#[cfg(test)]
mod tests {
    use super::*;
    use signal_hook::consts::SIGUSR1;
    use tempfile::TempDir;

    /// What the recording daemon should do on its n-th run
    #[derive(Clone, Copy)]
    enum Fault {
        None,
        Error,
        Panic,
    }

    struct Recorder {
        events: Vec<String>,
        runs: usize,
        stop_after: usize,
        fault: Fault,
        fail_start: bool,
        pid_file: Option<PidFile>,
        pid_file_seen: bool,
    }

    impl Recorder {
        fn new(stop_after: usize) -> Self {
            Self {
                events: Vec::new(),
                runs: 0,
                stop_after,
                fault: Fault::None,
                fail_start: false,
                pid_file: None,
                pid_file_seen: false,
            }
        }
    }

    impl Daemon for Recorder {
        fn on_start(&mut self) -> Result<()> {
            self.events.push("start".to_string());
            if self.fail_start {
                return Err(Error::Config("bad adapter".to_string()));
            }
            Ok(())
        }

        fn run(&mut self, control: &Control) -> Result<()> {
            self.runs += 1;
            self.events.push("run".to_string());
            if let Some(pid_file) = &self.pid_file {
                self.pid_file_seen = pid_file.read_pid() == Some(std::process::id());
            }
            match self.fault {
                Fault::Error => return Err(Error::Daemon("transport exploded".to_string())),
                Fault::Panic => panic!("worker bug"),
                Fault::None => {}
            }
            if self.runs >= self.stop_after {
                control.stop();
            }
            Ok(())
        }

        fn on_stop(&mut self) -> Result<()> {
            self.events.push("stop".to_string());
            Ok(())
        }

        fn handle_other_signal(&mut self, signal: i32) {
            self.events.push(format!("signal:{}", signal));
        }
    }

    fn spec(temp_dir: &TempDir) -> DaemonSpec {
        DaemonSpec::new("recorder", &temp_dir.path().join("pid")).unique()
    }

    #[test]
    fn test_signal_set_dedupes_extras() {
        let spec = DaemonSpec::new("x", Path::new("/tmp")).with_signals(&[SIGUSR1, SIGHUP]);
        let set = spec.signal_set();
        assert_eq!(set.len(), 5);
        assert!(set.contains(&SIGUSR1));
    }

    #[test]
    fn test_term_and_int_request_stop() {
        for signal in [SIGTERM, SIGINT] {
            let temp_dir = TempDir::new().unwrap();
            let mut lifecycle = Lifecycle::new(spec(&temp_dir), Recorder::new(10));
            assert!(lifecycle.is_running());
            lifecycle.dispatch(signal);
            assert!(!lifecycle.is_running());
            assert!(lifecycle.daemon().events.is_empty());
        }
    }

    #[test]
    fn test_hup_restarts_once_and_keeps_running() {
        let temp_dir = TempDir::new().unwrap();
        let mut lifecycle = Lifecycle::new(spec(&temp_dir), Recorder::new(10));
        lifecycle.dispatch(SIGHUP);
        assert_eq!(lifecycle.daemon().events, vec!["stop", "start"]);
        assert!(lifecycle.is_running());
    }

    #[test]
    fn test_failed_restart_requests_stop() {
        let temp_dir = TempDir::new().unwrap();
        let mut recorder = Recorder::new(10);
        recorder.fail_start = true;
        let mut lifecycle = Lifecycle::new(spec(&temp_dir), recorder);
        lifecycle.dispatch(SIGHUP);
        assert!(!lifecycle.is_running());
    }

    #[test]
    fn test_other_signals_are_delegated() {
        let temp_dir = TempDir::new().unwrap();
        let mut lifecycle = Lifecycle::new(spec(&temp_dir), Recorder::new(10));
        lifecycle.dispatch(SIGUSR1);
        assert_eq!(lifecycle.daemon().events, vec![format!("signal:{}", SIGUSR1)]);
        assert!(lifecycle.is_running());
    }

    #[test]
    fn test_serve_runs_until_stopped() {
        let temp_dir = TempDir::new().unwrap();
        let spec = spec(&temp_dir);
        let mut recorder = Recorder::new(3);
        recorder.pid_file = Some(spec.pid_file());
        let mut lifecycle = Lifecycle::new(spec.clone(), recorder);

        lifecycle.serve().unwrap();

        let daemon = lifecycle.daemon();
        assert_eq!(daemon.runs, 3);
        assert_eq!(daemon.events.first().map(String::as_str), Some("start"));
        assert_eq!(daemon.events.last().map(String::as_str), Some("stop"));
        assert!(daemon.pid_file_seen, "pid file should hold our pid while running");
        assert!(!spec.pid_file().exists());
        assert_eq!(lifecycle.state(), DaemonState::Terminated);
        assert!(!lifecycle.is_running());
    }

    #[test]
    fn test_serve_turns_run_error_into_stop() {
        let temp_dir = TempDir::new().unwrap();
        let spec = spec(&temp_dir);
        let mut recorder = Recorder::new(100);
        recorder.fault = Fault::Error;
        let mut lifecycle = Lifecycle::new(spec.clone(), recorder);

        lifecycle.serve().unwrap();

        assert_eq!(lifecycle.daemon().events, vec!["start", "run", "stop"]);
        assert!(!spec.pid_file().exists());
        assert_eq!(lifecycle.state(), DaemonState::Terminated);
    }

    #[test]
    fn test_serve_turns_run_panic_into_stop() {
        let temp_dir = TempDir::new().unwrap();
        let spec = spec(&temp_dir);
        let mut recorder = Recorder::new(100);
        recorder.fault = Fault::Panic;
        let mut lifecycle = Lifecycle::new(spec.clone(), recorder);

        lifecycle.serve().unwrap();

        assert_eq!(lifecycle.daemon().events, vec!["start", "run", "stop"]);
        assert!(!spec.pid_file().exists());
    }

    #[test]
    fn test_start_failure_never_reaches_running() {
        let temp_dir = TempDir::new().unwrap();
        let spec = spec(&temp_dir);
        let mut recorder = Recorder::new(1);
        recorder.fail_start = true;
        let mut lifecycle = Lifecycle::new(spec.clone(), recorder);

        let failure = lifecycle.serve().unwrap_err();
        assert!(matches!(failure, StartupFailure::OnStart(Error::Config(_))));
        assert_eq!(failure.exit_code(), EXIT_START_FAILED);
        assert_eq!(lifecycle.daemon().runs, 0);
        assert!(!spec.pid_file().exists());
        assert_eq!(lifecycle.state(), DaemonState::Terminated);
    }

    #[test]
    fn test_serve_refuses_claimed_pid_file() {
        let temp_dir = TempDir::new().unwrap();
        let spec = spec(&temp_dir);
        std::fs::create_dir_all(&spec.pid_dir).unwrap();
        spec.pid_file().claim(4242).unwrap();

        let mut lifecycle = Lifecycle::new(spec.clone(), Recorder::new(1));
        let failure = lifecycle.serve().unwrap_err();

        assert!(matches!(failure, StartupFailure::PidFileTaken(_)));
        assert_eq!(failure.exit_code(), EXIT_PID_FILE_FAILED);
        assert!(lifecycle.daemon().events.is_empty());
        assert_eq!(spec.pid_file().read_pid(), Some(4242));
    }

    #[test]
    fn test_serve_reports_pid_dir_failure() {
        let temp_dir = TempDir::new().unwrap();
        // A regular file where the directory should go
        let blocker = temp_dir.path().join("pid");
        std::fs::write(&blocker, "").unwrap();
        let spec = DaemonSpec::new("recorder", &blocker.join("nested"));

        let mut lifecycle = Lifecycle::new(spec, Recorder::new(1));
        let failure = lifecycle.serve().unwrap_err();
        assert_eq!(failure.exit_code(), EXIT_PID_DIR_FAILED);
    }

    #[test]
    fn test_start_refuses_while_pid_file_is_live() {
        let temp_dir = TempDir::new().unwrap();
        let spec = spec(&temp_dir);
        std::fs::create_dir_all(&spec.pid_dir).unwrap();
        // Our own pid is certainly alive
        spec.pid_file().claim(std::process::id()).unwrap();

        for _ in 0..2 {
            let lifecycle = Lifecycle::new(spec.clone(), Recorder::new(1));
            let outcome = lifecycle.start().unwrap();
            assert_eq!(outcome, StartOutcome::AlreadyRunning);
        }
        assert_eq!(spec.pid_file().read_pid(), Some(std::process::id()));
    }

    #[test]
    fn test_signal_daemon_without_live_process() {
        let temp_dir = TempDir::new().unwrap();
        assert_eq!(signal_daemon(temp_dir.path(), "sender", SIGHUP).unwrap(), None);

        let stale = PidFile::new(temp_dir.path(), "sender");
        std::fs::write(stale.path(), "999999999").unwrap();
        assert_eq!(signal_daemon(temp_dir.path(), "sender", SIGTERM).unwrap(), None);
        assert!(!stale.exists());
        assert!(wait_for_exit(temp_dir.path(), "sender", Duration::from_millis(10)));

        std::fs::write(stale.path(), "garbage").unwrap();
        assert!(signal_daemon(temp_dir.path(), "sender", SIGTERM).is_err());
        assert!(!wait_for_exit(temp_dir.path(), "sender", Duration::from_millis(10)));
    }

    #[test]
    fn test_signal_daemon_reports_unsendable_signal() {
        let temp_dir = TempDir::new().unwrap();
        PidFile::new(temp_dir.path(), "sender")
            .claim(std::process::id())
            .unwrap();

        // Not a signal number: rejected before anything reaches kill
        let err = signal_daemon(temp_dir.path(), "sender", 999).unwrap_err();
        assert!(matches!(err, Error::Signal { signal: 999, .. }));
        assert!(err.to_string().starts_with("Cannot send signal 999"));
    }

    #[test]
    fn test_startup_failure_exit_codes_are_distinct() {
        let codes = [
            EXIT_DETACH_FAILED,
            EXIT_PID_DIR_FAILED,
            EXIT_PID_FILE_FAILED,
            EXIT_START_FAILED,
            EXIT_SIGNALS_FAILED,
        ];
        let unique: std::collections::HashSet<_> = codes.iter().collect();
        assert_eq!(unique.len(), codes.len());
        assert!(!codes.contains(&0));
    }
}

▬▬▬

[What to produce] Look for the word "join" in every line of the listing and copy the lines that have it.

[Your solution]
        DaemonSpec::new("recorder", &temp_dir.path().join("pid")).unique()
        let blocker = temp_dir.path().join("pid");
        let spec = DaemonSpec::new("recorder", &blocker.join("nested"));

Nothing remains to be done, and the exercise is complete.